Je dois parfois écarter quelques personnes qui me demandant quelques roupies pour manger mais surtout le coiffeur qui me suit toujours avec sa longue paire de ciseaux et son brumisateur qu'il m'envoie dans le nez pour me couper les cheveux et recevoir quelque monnaie! Je m'écarte toujours en riant mais il reste assez "collant"! Cela dit, je trouve vraiment la situation assez rigolote et les femmes devant la porte échangent quelques clins d’œil en se moquant un peu de moi avec leurs voisines. Mais je réussis à ne pas me sentir mal à l'aise et je continue ma route comme si de rien n'était. D'ailleurs, il suffit que je dise que je ne suis pas là pour donner de l'argent mais pour aller voir quelques amis pour qu'on me laisse tranquille. On m'indique même souvent un nouveau petit trajet qui me permet de découvrir de nouvelles plages où aucun touriste ne se trouve. les pêcheurs m'invitent à m'asseoir près d'eux et je les regarde un peu jouer aux cartes. Ils me proposent souvent de revenir pour faire du bateau mais j'avoue ne pas encore avoir pris le temps de le faire. Peut-être lorsque je reviendrai de l'ashram de Tiruvannamalai. Je voudrais bien oser cette petite aventure mais comme à chaque fois ils me demandent si j'aime nager, je me demande si c'est pour rire ou non! Je n'ai pas trop envie de me retrouver à patauger au milieu de l'Océan Indien qui a oublié d'être sage comme le rivage...

Juste un intermède: je suis allée manger seule une des meilleures dosa que j'ai mangée depuis mon arrivée en Inde avec deux parottas accompagnées de chutneys au goût divin! J'en étais là, tranquille face à mon assiette à savourer avec mes dix doigts manchots de la main droite et en trichant avec la main gauche quand le serveur cessait de me regarder, quand j'ai eu la mauvaise idée de lever les yeux....face à face avec le plus gros cafard que je n'ai jamais vu: plus gros que mon pouce! Ça fait un drôle d'effet quand à ce moment là on a la bouche pleine! Mais je commence tellement à avoir l'habitude de voir valser les rats d'un côté, les autres bestioles de l'autre, que j'ai pris sur moi et je me suis dit que cette présence était juste due à l'insalubrité de la plupart des locaux ici et à la chaleur. J'ai choisi un petit restaurant qui ne paye pas de mine, et je pense que rien ne peut empêcher de telles infiltrations...ça m'a juste aidée à oublier la chose et à finir ces plats très bons pour lesquels je n'ai payé que 80 centimes d'euros! Je reviendrai voir mon cafard! Ce restaurant jouxte le sacro-saint Suguru blindé de touristes depuis le début de l'été. Je n'avais autour de moi que deux trois couples d'indiens qui me faisaient de super sourires et franchement, pour rien au monde je ne changerai mon indian'attitude: adieu, guide du Routard!
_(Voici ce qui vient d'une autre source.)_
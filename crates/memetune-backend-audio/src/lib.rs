//! memetune Audio Backend
//!
//! This crate turns generation parameters into audio:
//! - [`synth_melody`] - procedural instrumental melody from a seed
//! - [`synth_vocals`] - "sung" vocals from a text-to-speech engine
//! - [`wav`] - deterministic WAV encoding and decoding
//! - [`transcode_to_lossy`] - lossy encoding through an optional transcoder
//!
//! # Determinism
//!
//! Melody synthesis is deterministic. Given the same parameters and seed,
//! the output is bit-identical across runs (on the same platform). All
//! randomness comes from a per-call PCG32; nothing is shared between calls,
//! so syntheses may run concurrently.
//!
//! # Example
//!
//! ```
//! use memetune_backend_audio::{decode_wav, encode_wav, synth_melody};
//! use memetune_spec::{seed_from_text, Genre};
//!
//! let seed = seed_from_text("a happy dance anthem");
//! let wave = synth_melody("a happy dance anthem", 120.0, 1.0, &Genre::Pop, 22050, seed).unwrap();
//! let bytes = encode_wav(&wave);
//! assert_eq!(decode_wav(&bytes).unwrap(), wave);
//! ```
//!
//! # Crate Structure
//!
//! - [`melody`] - note composition and the render pipeline
//! - [`envelope`] - note and kick envelopes
//! - [`percussion`] - tempo-locked kick layer
//! - [`reverb`] - two-tap delay reverb
//! - [`filter`] - Butterworth lowpass and zero-phase filtering
//! - [`resample`] - FFT resampling
//! - [`vocals`] - speech downmix, vibrato and resampling
//! - [`capability`] - speech engine and transcoder traits
//! - [`rng`] - deterministic RNG

pub mod capability;
pub mod envelope;
pub mod error;
pub mod filter;
pub mod melody;
pub mod normalize;
pub mod percussion;
pub mod resample;
pub mod reverb;
pub mod rng;
pub mod transcode;
pub mod vocals;
pub mod wav;
pub mod waveform;

// Re-export main types at crate root
pub use capability::{
    LossyFormat, LossyTranscoder, NoSpeech, NoTranscoder, RawSpeech, SpeechEngine,
};
pub use error::{AudioError, AudioResult, Capability};
pub use melody::{synth_melody, MelodySynth, Note};
pub use transcode::transcode_to_lossy;
pub use vocals::synth_vocals;
pub use wav::{decode_wav, encode_wav, encode_wav_pcm16, pcm_hash};
pub use waveform::Waveform;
Le gag c'est de s'apercevoir que pendant que nous, les filles on pousse d'un côté, deux garçons- inconnus et non visibles- poussent de l'autre!


Je vais tenter de récupérer mon retard: les pannes de courant et de wifi sont légion ici et il faut bien s'adapter. Par ailleurs, c'est si fatiguant de vivre en plein soleil, de faire des kilomètres à vélo d'un endroit à l'autre que lorsque je rentre, je n'ai pas spécialement l'énergie pour me mettre devant un écran.

Donc voilà...C'est mon anniversaire, ce 21 juillet! J'ai toujours eu du mal avec ces célébrations sauf que là, je me suis fait avoir car je me trouve dans un lieu où l'anniversaire est presque un jour saint. C'est le jour où l'on est le plus "ouvert", réceptif, et c'est justement ce jour où l'on peut s'ouvrir à de nouvelles énergies, projets de développement personnel...comme un cycle qui peut se répéter à l'infini sans se soucier de l'âge qui n'est qu'un décompte stupide élaboré par l'homme pour tenter de se situer sur une ligne du temps qui n'est en fait qu'un pur artifice..surtout restons dans ce qui s'appréhende, se visualise, ne tentons surtout pas d'imaginer que le vide est en réalité là où se trouve l'énergie la plus importante...Ce jour, j'ai compris l'objectif de la méditation, j'ai compris à quoi pouvait servir le silence, à quoi pouvait servir un anniversaire, à quoi pouvait servir de donner sans chercher à recevoir par la suite, j'ai compris ce qu'était l'accueil, j'ai compris que j'allais aimer mes anniversaires et ceux de mes proches...Et j'essaierai chaque fois de mettre un peu plus de pratique dans toutes mes théories.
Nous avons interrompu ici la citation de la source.